■ Task: In the records below, begin at the line that has "let shifted = state" and stop after the line that has "Bulk credit operations"; quote those lines verbatim and nothing more.

Data shown: Begin

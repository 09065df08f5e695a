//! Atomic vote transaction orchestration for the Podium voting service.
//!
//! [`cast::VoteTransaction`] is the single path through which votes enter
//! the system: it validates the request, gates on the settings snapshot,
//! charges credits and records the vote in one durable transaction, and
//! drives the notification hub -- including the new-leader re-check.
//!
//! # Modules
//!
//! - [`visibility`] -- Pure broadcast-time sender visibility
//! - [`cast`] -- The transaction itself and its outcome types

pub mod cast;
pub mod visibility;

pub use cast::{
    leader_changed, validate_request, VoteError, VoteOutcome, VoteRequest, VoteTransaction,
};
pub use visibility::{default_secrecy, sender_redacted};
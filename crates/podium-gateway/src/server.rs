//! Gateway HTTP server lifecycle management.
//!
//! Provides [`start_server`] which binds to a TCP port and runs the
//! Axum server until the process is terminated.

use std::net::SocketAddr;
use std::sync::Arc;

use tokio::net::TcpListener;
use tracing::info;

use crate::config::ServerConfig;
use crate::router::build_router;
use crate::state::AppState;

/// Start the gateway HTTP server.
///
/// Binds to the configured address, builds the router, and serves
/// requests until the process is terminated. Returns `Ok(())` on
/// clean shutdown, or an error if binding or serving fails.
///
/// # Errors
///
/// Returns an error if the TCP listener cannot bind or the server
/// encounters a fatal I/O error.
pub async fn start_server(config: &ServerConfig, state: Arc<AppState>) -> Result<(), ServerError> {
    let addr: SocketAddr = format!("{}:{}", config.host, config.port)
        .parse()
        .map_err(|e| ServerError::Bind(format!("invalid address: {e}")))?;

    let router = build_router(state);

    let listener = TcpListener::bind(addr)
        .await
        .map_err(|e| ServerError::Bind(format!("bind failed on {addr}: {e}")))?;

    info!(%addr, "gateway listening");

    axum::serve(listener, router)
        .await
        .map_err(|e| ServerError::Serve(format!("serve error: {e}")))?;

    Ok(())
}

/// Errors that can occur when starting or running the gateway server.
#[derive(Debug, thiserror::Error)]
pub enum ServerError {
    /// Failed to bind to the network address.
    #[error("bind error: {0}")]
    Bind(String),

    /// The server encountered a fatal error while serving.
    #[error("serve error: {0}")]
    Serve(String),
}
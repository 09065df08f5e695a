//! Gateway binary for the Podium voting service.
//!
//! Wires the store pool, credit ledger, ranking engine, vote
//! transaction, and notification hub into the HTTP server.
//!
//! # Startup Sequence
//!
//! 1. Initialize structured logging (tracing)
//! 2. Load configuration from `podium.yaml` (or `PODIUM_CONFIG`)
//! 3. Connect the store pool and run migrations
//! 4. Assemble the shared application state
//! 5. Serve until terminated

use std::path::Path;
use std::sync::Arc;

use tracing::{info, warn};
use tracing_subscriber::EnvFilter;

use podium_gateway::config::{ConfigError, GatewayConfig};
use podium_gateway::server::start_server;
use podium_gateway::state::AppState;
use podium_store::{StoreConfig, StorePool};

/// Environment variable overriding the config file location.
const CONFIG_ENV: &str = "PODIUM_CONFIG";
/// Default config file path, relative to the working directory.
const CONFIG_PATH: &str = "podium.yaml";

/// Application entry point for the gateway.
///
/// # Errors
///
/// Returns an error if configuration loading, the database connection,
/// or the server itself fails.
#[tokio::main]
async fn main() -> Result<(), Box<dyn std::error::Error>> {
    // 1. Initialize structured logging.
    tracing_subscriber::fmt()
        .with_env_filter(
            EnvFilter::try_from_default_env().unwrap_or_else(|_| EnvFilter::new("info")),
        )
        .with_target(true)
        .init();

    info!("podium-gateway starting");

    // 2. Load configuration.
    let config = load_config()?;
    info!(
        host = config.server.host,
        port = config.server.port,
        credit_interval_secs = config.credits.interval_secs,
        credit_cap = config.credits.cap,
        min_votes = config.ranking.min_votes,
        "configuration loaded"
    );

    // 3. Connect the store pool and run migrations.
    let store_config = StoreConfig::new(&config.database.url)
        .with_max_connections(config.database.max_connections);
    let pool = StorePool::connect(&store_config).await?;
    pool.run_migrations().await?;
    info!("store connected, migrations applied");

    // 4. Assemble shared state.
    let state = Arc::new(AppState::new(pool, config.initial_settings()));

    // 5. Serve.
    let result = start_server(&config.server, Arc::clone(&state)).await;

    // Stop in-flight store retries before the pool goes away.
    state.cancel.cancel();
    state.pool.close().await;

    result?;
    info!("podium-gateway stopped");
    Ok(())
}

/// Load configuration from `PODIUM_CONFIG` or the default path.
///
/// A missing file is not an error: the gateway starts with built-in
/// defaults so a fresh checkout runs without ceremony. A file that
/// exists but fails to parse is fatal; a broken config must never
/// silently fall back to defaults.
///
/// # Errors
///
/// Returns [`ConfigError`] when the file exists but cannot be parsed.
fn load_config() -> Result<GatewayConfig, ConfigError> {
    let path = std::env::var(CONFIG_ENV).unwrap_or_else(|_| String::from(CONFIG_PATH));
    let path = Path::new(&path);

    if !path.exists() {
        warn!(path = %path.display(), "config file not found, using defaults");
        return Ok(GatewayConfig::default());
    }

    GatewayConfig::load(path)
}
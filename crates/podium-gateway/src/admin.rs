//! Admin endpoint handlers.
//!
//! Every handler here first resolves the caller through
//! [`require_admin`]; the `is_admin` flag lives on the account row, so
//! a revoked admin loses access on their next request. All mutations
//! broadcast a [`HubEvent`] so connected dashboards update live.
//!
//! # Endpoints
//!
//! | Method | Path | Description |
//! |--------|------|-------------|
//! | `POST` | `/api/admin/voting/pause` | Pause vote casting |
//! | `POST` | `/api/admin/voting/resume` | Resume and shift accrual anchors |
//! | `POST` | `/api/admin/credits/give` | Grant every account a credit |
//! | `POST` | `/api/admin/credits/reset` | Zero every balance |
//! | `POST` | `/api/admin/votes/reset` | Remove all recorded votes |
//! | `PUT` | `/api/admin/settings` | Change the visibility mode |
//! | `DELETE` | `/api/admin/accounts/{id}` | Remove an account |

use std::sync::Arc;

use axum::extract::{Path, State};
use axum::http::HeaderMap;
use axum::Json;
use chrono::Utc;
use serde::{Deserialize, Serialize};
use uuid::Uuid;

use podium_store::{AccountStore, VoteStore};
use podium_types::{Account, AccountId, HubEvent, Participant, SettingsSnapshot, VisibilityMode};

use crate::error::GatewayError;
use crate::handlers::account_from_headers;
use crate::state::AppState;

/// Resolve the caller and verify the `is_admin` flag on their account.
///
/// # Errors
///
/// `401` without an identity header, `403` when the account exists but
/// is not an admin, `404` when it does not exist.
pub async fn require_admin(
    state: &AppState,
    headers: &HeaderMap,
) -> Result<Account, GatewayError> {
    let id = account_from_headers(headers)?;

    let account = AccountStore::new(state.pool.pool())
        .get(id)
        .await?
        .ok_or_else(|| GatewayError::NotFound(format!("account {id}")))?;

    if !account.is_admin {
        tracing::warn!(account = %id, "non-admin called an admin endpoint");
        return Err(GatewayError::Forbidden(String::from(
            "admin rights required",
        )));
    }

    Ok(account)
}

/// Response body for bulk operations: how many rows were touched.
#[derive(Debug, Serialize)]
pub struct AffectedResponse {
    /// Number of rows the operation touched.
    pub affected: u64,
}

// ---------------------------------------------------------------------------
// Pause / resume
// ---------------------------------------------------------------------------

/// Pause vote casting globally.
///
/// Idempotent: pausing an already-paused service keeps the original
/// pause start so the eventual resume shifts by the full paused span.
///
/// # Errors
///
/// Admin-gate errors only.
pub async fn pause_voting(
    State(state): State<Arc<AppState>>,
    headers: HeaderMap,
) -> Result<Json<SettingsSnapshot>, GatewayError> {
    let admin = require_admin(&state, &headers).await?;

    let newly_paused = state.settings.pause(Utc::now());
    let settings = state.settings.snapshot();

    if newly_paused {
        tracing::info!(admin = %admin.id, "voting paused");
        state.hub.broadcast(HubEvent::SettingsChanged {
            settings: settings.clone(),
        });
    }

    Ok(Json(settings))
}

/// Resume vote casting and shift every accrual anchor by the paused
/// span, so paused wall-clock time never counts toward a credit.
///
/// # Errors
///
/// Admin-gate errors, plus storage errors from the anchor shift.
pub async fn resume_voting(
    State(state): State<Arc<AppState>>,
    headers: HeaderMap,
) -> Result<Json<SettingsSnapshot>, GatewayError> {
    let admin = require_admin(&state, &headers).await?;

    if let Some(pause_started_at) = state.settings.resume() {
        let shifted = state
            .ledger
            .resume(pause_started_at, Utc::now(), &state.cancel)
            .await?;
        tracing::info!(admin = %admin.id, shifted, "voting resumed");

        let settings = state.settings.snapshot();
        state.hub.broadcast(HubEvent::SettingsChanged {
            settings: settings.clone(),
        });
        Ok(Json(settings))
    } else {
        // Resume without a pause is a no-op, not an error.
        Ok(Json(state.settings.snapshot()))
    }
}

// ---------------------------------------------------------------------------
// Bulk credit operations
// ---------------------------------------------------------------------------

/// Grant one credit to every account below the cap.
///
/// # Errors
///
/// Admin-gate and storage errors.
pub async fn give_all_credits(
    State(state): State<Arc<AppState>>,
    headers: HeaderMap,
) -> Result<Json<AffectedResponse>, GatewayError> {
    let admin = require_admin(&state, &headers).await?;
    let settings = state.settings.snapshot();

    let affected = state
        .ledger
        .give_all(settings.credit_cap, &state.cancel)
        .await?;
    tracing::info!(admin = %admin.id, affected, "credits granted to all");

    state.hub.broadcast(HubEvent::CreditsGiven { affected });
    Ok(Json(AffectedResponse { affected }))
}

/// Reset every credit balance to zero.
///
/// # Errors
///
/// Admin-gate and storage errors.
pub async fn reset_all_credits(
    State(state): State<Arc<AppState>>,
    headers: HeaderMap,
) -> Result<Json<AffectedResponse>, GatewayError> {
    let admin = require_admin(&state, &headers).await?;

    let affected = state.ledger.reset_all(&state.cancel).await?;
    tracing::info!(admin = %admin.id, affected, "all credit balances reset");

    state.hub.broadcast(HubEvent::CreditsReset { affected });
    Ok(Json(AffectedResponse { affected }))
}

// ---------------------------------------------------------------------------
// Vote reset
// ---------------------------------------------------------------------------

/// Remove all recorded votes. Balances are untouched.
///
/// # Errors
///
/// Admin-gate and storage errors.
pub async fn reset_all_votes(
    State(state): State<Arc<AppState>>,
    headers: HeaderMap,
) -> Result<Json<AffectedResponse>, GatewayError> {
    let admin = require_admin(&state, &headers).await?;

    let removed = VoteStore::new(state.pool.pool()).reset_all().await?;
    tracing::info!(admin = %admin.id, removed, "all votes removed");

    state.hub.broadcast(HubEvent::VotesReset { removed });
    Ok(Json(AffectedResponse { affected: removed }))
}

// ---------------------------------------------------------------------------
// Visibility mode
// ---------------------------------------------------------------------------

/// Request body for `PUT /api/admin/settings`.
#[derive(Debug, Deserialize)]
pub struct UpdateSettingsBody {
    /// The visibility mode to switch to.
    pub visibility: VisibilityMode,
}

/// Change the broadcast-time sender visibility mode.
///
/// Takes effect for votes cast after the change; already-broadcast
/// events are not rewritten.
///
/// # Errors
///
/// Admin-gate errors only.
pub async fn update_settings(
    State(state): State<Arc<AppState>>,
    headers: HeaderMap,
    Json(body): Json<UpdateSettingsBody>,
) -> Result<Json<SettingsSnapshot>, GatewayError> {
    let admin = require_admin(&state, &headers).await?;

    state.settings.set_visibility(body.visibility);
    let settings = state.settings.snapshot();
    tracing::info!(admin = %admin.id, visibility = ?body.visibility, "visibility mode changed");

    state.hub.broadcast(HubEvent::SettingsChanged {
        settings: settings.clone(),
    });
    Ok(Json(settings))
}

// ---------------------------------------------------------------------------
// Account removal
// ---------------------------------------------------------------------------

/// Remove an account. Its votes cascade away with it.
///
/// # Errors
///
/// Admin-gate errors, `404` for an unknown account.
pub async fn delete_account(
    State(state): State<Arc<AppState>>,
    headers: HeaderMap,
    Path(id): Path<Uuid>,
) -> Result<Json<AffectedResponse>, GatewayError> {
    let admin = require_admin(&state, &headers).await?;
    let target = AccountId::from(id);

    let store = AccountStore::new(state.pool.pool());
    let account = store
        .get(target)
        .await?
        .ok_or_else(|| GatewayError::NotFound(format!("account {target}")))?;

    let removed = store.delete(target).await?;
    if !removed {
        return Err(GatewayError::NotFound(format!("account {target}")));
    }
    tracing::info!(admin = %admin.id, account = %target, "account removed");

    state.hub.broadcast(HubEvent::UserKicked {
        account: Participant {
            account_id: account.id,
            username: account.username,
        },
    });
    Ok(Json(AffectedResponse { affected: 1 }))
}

Data shown: End

■ Finished task:
        let shifted = state
            .ledger
            .resume(pause_started_at, Utc::now(), &state.cancel)
            .await?;
        tracing::info!(admin = %admin.id, shifted, "voting resumed");

        let settings = state.settings.snapshot();
        state.hub.broadcast(HubEvent::SettingsChanged {
            settings: settings.clone(),
        });
        Ok(Json(settings))
    } else {
        // Resume without a pause is a no-op, not an error.
        Ok(Json(state.settings.snapshot()))
    }
}

// ---------------------------------------------------------------------------
// Bulk credit operations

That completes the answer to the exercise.